Comey has acknowledged that many of his interactions with Obama involved unspoken, dog-whistle signals, effectively allowing plausible deniability for the politically accountable president.

In another meeting at the time, when he and Obama and CIA Director John Brennan met to discuss whether to tell Trump about the Steele Dossier, they decided to do so because “one of the ways you undermine an adversary is to tell them you know all about it.”

Comey—who later admitted running his own counterintelligence operation during the Trump Tower meeting— said he knew the task would fall to him simply by the expression on Obama’s face.

In their plot against Flynn, though, the unspoken consensus seemed to be that the information must be withheld not only from the accused, but also from Trump.

Yates claimed that she offered her dissenting opinion that Trump should be notified, signaling something of a rift between the legal assessment and the intelligence outlook—which was often the case in Comey’s FBI.

That may have left Obama with the deciding vote on whether to withhold the information, which they ultimately did.

Unlike with the Steele Dossier decision, where revealing the false information to gauge his reaction helped them to undermine Trump, in this case the withholding of the information allowed them to attempt to catch Flynn off guard.
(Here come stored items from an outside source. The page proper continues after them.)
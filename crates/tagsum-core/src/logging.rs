//! Structured logging schema and field name constants for tagsum.
//!
//! All crates use these constants for consistent structured logging fields.
//! This ensures log aggregation tools can query by standardized field names
//! across every subsystem. Libraries emit events only; installing a
//! subscriber is the host's job.
//!
//! ## Log Level Contract
//!
//! | Level | Usage |
//! |-------|-------|
//! | ERROR | Degraded service, requires operator attention |
//! | WARN  | Recoverable issue, automatic fallback applied |
//! | INFO  | Lifecycle events (registration, listener start/stop) |
//! | DEBUG | Decision points (event dispatch, stale-run discards) |
//! | TRACE | Per-item iteration (tag occurrences, header pushes) |

// ─── Identity fields ───────────────────────────────────────────────────────

/// Subsystem originating the log event.
/// Values: "core", "vault", "embed"
pub const SUBSYSTEM: &str = "subsystem";

/// Component within a subsystem.
/// Examples: "extract", "service", "controller", "fs_vault"
pub const COMPONENT: &str = "component";

/// Logical operation name.
/// Examples: "render_embed", "handle_change", "resolve", "save"
pub const OPERATION: &str = "op";

// ─── Entity fields ─────────────────────────────────────────────────────────

/// Embed instance UUID being rendered.
pub const EMBED_ID: &str = "embed_id";

/// Pipeline run sequence number within one embed instance.
pub const RUN_SEQ: &str = "run_seq";

/// Document reference as written in the embed configuration.
pub const DOC_REFERENCE: &str = "doc_reference";

/// Store path of a document (reference plus extension).
pub const DOC_PATH: &str = "doc_path";

// ─── Measurement fields ────────────────────────────────────────────────────

/// Wall-clock duration in milliseconds.
pub const DURATION_MS: &str = "duration_ms";

/// Number of tags requested by an embed configuration.
pub const TAG_COUNT: &str = "tag_count";

/// Number of headers captured into an index.
pub const HEADER_COUNT: &str = "header_count";

/// Number of embed instances affected by a dispatch.
pub const EMBED_COUNT: &str = "embed_count";

/// Number of live receivers on a broadcast channel.
pub const SUBSCRIBER_COUNT: &str = "subscriber_count";
//! Inline renderers for summary list items.
//!
//! A summary line is plain text plus wiki-style links (`[[target|label]]`).
//! The HTML renderer turns links into anchors and escapes everything else;
//! the plain renderer passes lines through untouched for hosts (and tests)
//! that consume markdown directly.

use async_trait::async_trait;
use tagsum_core::{InlineRenderer, Result};

/// Renders summary lines to HTML.
///
/// Wiki links become anchors carrying the `internal-link` class so hosts
/// can intercept navigation; all other text is entity-escaped.
#[derive(Debug, Default, Clone, Copy)]
pub struct HtmlInlineRenderer;

#[async_trait]
impl InlineRenderer for HtmlInlineRenderer {
    async fn render_inline(&self, markdown: &str, _source_id: &str) -> Result<String> {
        Ok(render_wiki_links(markdown))
    }
}

/// Passes markdown through unchanged. For tests and plain-text hosts.
#[derive(Debug, Default, Clone, Copy)]
pub struct PlainTextRenderer;

#[async_trait]
impl InlineRenderer for PlainTextRenderer {
    async fn render_inline(&self, markdown: &str, _source_id: &str) -> Result<String> {
        Ok(markdown.to_string())
    }
}

/// Escape text for HTML body and attribute contexts.
pub(crate) fn html_escape(text: &str) -> String {
    let mut escaped = String::with_capacity(text.len());
    for c in text.chars() {
        match c {
            '&' => escaped.push_str("&amp;"),
            '<' => escaped.push_str("&lt;"),
            '>' => escaped.push_str("&gt;"),
            '"' => escaped.push_str("&quot;"),
            '\'' => escaped.push_str("&#39;"),
            _ => escaped.push(c),
        }
    }
    escaped
}

fn render_wiki_links(markdown: &str) -> String {
    let mut out = String::with_capacity(markdown.len());
    let mut rest = markdown;
    while let Some(start) = rest.find("[[") {
        out.push_str(&html_escape(&rest[..start]));
        let after = &rest[start + 2..];
        match after.find("]]") {
            Some(end) => {
                let inner = &after[..end];
                let (target, label) = match inner.split_once('|') {
                    Some((target, label)) => (target, label),
                    None => (inner, inner),
                };
                out.push_str("<a href=\"");
                out.push_str(&html_escape(target));
                out.push_str("\" class=\"internal-link\">");
                out.push_str(&html_escape(label));
                out.push_str("</a>");
                rest = &after[end + 2..];
            }
            None => {
                // Unterminated link reads as plain text.
                out.push_str(&html_escape(&rest[start..]));
                rest = "";
            }
        }
    }
    out.push_str(&html_escape(rest));
    out
}

#[cfg(test)]
mod tests {
    use super::*;

    #[tokio::test]
    async fn test_html_renderer_renders_link_with_label() {
        let rendered = HtmlInlineRenderer
            .render_inline("Milestone One [[notes#Milestone One|Link]]", "host.md")
            .await
            .unwrap();
        assert_eq!(
            rendered,
            "Milestone One <a href=\"notes#Milestone One\" class=\"internal-link\">Link</a>"
        );
    }

    #[tokio::test]
    async fn test_html_renderer_link_without_label_uses_target() {
        let rendered = HtmlInlineRenderer
            .render_inline("[[notes#Header]]", "host.md")
            .await
            .unwrap();
        assert_eq!(
            rendered,
            "<a href=\"notes#Header\" class=\"internal-link\">notes#Header</a>"
        );
    }

    #[tokio::test]
    async fn test_html_renderer_escapes_surrounding_text() {
        let rendered = HtmlInlineRenderer
            .render_inline("a < b & \"c\" [[t|l]]", "host.md")
            .await
            .unwrap();
        assert_eq!(
            rendered,
            "a &lt; b &amp; &quot;c&quot; <a href=\"t\" class=\"internal-link\">l</a>"
        );
    }

    #[tokio::test]
    async fn test_html_renderer_multiple_links() {
        let rendered = HtmlInlineRenderer
            .render_inline("[[a|1]] and [[b|2]]", "host.md")
            .await
            .unwrap();
        assert_eq!(
            rendered,
            "<a href=\"a\" class=\"internal-link\">1</a> and <a href=\"b\" class=\"internal-link\">2</a>"
        );
    }

    #[tokio::test]
    async fn test_html_renderer_unterminated_link_is_plain_text() {
        let rendered = HtmlInlineRenderer
            .render_inline("broken [[link", "host.md")
            .await
            .unwrap();
        assert_eq!(rendered, "broken [[link");
    }

    #[tokio::test]
    async fn test_plain_renderer_passes_through() {
        let line = "Milestone One [[notes#Milestone One|Link]]";
        let rendered = PlainTextRenderer.render_inline(line, "host.md").await.unwrap();
        assert_eq!(rendered, line);
    }
}
//! Integration tests for the live summary pipeline.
It also allowed them to paint the new president in a negative light for having gone to bat for Flynn—a fact which Comey himself personally leaked in memos about his early interactions with Trump.

Operation CYA

John Durham / PHOTO: U.S. Attorney’s Office for the District of Connecticut via Facebook

As the case unravels, with Justice Department special prosecutor John Durham pursuing likely criminal charges against some of the key figures, Yates’s disavowal could be a telling indicator that some of Obama’s flunkies are starting to break rank to save their own hides.

It is widely speculated that former FBI General Counsel James Baker is cooperating with the Durham probe.

Not long after Durham announced last year his investigation had moved into a criminal phase, one top-level Obama intelligence hack was quick to throw the ex-president under the bus.

“The message I’m getting from all this is, apparently what we were supposed to have done was to ignore the Russian interference, ignore the Russian meddling and the threat that it poses to us,” former Director of National Intelligence  James Clapper told CNN in an October interview about the decision to spy on the Trump campaign.

“And oh, by the way, blown off what the then commander in chief, President Obama, told us to do, which was to assemble all the reporting that we could that we had available to us,” Clapper added.